State provides update on CSH buildings scheduled for demo | News

State provides update on CSH buildings scheduled for demo |  News

The Georgia Department of Behavioral Health and Developmental Disabilities (DBHDD) recently provided an update on the state’s push to demolish four former Central State Hospital buildings.

“DBHDD is currently working with the Georgia Department of Community Affairs’ Historic Preservation Division regarding next steps for the Central State site,” Camille Taylor, senior director of communications, said in an email to the newspaper. “DBHDD will not move forward until we receive DCA’s recommendations regarding the site.”

The buildings slated for demolition are the Green, Walker, Jones and Wash House buildings. The first three are located around the Pecan Grove quadrangle of Central State Hospital, while the laundromat is located behind the Powell Building. The state agency said it is looking to demolish it because of the safety risks it poses as well as “increasing marketability” of the former CSH campus.

The buildings are in various states of neglect. It is sometimes entered by urban explorers and people interested in the hospital’s history as one of the largest in the world, posing a danger to the country.

The consultations with the Historic Preservation Department (HPD) are not surprising, but they show that the state is moving forward. Shortly after Gov. Brian Kemp signed the executive order allowing the demolition in late July, DBHDD said it would consult with the state HPD to “mitigate the historic impact of demolition of the buildings.” Kemp’s order also directed DBHDD to adhere to state laws regarding the demolition of potential historic properties.

It is important to note that HPD only provides comments on resources, in this case CSH buildings, slated for demolition. The department charged with preserving state history does not have the final say on whether the building will be demolished. This authority ultimately rests with the property owner, DBHDD, and the governor who gives the go-ahead via executive order.
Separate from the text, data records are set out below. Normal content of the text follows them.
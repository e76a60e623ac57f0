//! Full-page navigation performed by the sign-in flow

use std::sync::{Arc, Mutex};

use url::Url;

/// Performs a top-level navigation (authorization redirect, return home).
///
/// The host decides what navigating means: a browser redirect, an HTTP 302 from
/// a server handler, or opening a system browser from a CLI.
pub trait Navigator: Send + Sync {
    fn navigate(&self, url: &Url);
}

/// Navigator that queues locations for the host to act on
#[derive(Debug, Clone, Default)]
pub struct RedirectQueue {
    pending: Arc<Mutex<Vec<Url>>>,
}

impl RedirectQueue {
    pub fn new() -> Self {
        Self::default()
    }

    /// Take every queued location, oldest first
    pub fn drain(&self) -> Vec<Url> {
        self.pending
            .lock()
            .map(|mut pending| std::mem::take(&mut *pending))
            .unwrap_or_default()
    }

    /// Most recent location without consuming it
    pub fn last(&self) -> Option<Url> {
        self.pending
            .lock()
            .ok()
            .and_then(|pending| pending.last().cloned())
    }

    pub fn len(&self) -> usize {
        self.pending.lock().map(|pending| pending.len()).unwrap_or(0)
    }

    pub fn is_empty(&self) -> bool {
        self.len() == 0
    }
}

impl Navigator for RedirectQueue {
    fn navigate(&self, url: &Url) {
        log::info!("navigating to {}", url);
        if let Ok(mut pending) = self.pending.lock() {
            pending.push(url.clone());
        }
    }
}

#[cfg(test)]
mod tests {
    use super::*;

    #[test]
    fn test_redirect_queue_drains_in_order() {
        let queue = RedirectQueue::new();
        let shared = queue.clone();

        shared.navigate(&Url::parse("https://github.com/login/oauth/authorize").unwrap());
        shared.navigate(&Url::parse("https://app.example.com/").unwrap());

        assert_eq!(queue.len(), 2);
        assert_eq!(queue.last().unwrap().as_str(), "https://app.example.com/");

        let drained = queue.drain();
        assert_eq!(drained[0].host_str(), Some("github.com"));
        assert!(queue.is_empty());
    }
}
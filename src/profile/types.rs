//! Profile view model supplied by the statistics backend

use chrono::NaiveDate;
use serde::{Deserialize, Serialize};

use super::wallet::WalletBadges;

/// Aggregated contribution statistics for one developer.
///
/// Built upstream and treated as immutable by the view.
#[derive(Debug, Clone, Default, PartialEq, Serialize, Deserialize)]
pub struct ProfileData {
    /// GitHub login the statistics belong to
    pub username: String,

    /// Per-month summaries, oldest first
    #[serde(default)]
    pub monthly: Vec<PeriodSummary>,

    /// Per-week summaries, oldest first
    #[serde(default)]
    pub weekly: Vec<PeriodSummary>,

    #[serde(default)]
    pub tags: TagSet,

    #[serde(default)]
    pub stats: ContributionStats,

    /// One sample per day with activity
    #[serde(default)]
    pub daily_activity: Vec<DailyActivity>,

    /// Addresses already known upstream
    #[serde(default)]
    pub addresses: WalletBadges,
}

/// Activity summed over one time bucket
#[derive(Debug, Clone, Default, PartialEq, Eq, Serialize, Deserialize)]
pub struct PeriodSummary {
    /// Bucket label, e.g. `2024-05` or `2024-W19`
    pub label: String,
    #[serde(default)]
    pub prs: u32,
    #[serde(default)]
    pub xp: u64,
}

/// Tags attached to the developer, by category
#[derive(Debug, Clone, Default, PartialEq, Eq, Serialize, Deserialize)]
pub struct TagSet {
    #[serde(default)]
    pub roles: Vec<String>,
    #[serde(default)]
    pub skills: Vec<String>,
    #[serde(default)]
    pub focus_areas: Vec<String>,
}

impl TagSet {
    pub fn is_empty(&self) -> bool {
        self.roles.is_empty() && self.skills.is_empty() && self.focus_areas.is_empty()
    }
}

/// Aggregate pull-request and code-change counters
#[derive(Debug, Clone, Copy, Default, PartialEq, Eq, Serialize, Deserialize)]
pub struct ContributionStats {
    #[serde(default)]
    pub total_prs: u32,
    #[serde(default)]
    pub merged_prs: u32,
    #[serde(default)]
    pub total_xp: u64,
    #[serde(default)]
    pub additions: u64,
    #[serde(default)]
    pub deletions: u64,
    #[serde(default)]
    pub repositories: u32,
}

impl ContributionStats {
    /// Share of pull requests that were merged, `None` without any PRs
    pub fn merge_rate(&self) -> Option<f64> {
        if self.total_prs == 0 {
            return None;
        }
        Some(f64::from(self.merged_prs.min(self.total_prs)) / f64::from(self.total_prs))
    }

    /// Lines added minus lines deleted, saturating at the `i64` bounds
    pub fn net_lines(&self) -> i64 {
        let additions = i64::try_from(self.additions).unwrap_or(i64::MAX);
        let deletions = i64::try_from(self.deletions).unwrap_or(i64::MAX);
        additions.saturating_sub(deletions)
    }
}

/// Contribution count for one day
#[derive(Debug, Clone, Copy, PartialEq, Eq, Serialize, Deserialize)]
pub struct DailyActivity {
    pub date: NaiveDate,
    pub count: u32,
}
Department of Community Affairs Director of External Affairs Ryan Evans two months ago laid out the HPD process when consulted. If the proponent (DBHDD) finds that the buildings are eligible for listing on either the Georgia Register or the National Register of Historic Places and HPD agrees, the demolition will be considered “adverse impact/significant impact.” The negative impact must be resolved through either “avoidance, minimization or mitigation.” In the case of demolition, avoidance or minimization typically involves considering the feasibility of “freezing the project, rehabilitating it or not completing it” versus the same analysis for demolition, Evans said.

“Most projects are resolved through mitigation, which can be an additional element added to the overall project scope that benefits history/preservation and is somewhat related to the resource(s) affected,” Evans said in August.

The DCA spokesperson went on to say that examples of mitigation often include a permanent archival record or historical marker relating to the building(s) being demolished.

“These actions are determined through Al-Moayyad’s consultation with all parties,” Evans said. “Once mitigation has been agreed, and there is no longer a need to use the building in question, including photographs to complete the archival record, the project may continue.”

Evans added that the length of the consultation process varies depending on the project. Those who decide to have a negative impact can take as little as two months, but can also last “several years” depending on the completeness of submissions and the potential need for any follow-up. HPD’s review period for each submission is 30 days from the date of receipt, Evans said.

DBHDD had previously said it was looking to demolish the four buildings this fall. No update was given on the timeline.